WHAT TO PRODUCE — Where does the word "const" show up in the records? Copy every line that has it.
==============================
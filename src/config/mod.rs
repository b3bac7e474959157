//! Global configuration management

pub mod commands;

use anyhow::{Context, Result};
use serde::{Deserialize, Serialize};
use std::fs;
use std::path::PathBuf;

const CONFIG_FILE_NAME: &str = "config.toml";
const APP_NAME: &str = "noveltl";

#[derive(Debug, Clone, Serialize, Deserialize, Default)]
pub struct Config {
    #[serde(default)]
    pub api: ApiConfig,

    #[serde(default)]
    pub translation: TranslationConfig,
}

#[derive(Debug, Clone, Serialize, Deserialize)]
pub struct ApiConfig {
    /// Default API provider (gemini, openai, claude, ollama)
    #[serde(default = "default_provider")]
    pub provider: String,

    /// Gemini API key
    #[serde(default)]
    pub gemini_api_key: Option<String>,

    /// Gemini API base URL
    #[serde(default)]
    pub gemini_api_base: Option<String>,

    /// Gemini model
    #[serde(default)]
    pub gemini_model: Option<String>,

    /// OpenAI API key
    #[serde(default)]
    pub openai_api_key: Option<String>,

    /// OpenAI API base URL
    #[serde(default)]
    pub openai_api_base: Option<String>,

    /// OpenAI model
    #[serde(default)]
    pub openai_model: Option<String>,

    /// Anthropic API key
    #[serde(default)]
    pub anthropic_api_key: Option<String>,

    /// Anthropic API base URL
    #[serde(default)]
    pub anthropic_api_base: Option<String>,

    /// Anthropic model
    #[serde(default)]
    pub anthropic_model: Option<String>,

    /// Ollama API base URL
    #[serde(default = "default_ollama_base")]
    pub ollama_api_base: String,

    /// Ollama model
    #[serde(default = "default_ollama_model")]
    pub ollama_model: String,
}

fn default_provider() -> String {
    "gemini".to_string()
}

fn default_ollama_base() -> String {
    "http://localhost:11434".to_string()
}

fn default_ollama_model() -> String {
    "llama3".to_string()
}

impl Default for ApiConfig {
    fn default() -> Self {
        Self {
            provider: default_provider(),
            gemini_api_key: None,
            gemini_api_base: None,
            gemini_model: None,
            openai_api_key: None,
            openai_api_base: None,
            openai_model: None,
            anthropic_api_key: None,
            anthropic_api_base: None,
            anthropic_model: None,
            ollama_api_base: default_ollama_base(),
            ollama_model: default_ollama_model(),
        }
    }
}

#[derive(Debug, Clone, Serialize, Deserialize, Default)]
pub struct TranslationConfig {
    /// Default base prompt prepended to every translation request
    #[serde(default)]
    pub base_prompt: Option<String>,

    /// Default glossary size cap
    #[serde(default)]
    pub glossary_max_terms: Option<usize>,
}

impl Config {
    /// Get the config directory path
    pub fn config_dir() -> Option<PathBuf> {
        dirs::config_dir().map(|p| p.join(APP_NAME))
    }

    /// Get the config file path
    pub fn config_path() -> Option<PathBuf> {
        Self::config_dir().map(|p| p.join(CONFIG_FILE_NAME))
    }

    /// Load config from default location
    pub fn load() -> Result<Self> {
        let path = Self::config_path().context("Could not determine config path")?;

        if !path.exists() {
            return Ok(Self::default());
        }

        let content = fs::read_to_string(&path)
            .context(format!("Failed to read config file: {}", path.display()))?;

        let config: Config = toml::from_str(&content).context("Failed to parse config file")?;

        Ok(config)
    }

    /// Save config to default location
    pub fn save(&self) -> Result<PathBuf> {
        let dir = Self::config_dir().context("Could not determine config directory")?;
        fs::create_dir_all(&dir).context("Failed to create config directory")?;

        let path = dir.join(CONFIG_FILE_NAME);
        let content = toml::to_string_pretty(self).context("Failed to serialize config")?;

        fs::write(&path, content).context("Failed to write config file")?;

        Ok(path)
    }

    /// Get API key for the specified provider
    pub fn get_api_key(&self, provider: &str) -> Option<String> {
        match provider.to_lowercase().as_str() {
            "gemini" | "google" => self
                .api
                .gemini_api_key
                .clone()
                .or_else(|| std::env::var("GEMINI_API_KEY").ok())
                .or_else(|| std::env::var("GOOGLE_API_KEY").ok()),
            "openai" => self
                .api
                .openai_api_key
                .clone()
                .or_else(|| std::env::var("OPENAI_API_KEY").ok()),
            "claude" | "anthropic" => self
                .api
                .anthropic_api_key
                .clone()
                .or_else(|| std::env::var("ANTHROPIC_API_KEY").ok()),
            _ => None,
        }
    }

    /// Get API base URL for the specified provider
    pub fn get_api_base(&self, provider: &str) -> Option<String> {
        match provider.to_lowercase().as_str() {
            "gemini" | "google" => self.api.gemini_api_base.clone(),
            "openai" => self.api.openai_api_base.clone(),
            "claude" | "anthropic" => self.api.anthropic_api_base.clone(),
            "ollama" => Some(self.api.ollama_api_base.clone()),
            _ => None,
        }
    }

    /// Get model for the specified provider
    pub fn get_model(&self, provider: &str) -> Option<String> {
        match provider.to_lowercase().as_str() {
            "gemini" | "google" => self.api.gemini_model.clone(),
            "openai" => self.api.openai_model.clone(),
            "claude" | "anthropic" => self.api.anthropic_model.clone(),
            "ollama" => Some(self.api.ollama_model.clone()),
            _ => None,
        }
    }
}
==============================
RESULT —
const CONFIG_FILE_NAME: &str = "config.toml";
const APP_NAME: &str = "noveltl";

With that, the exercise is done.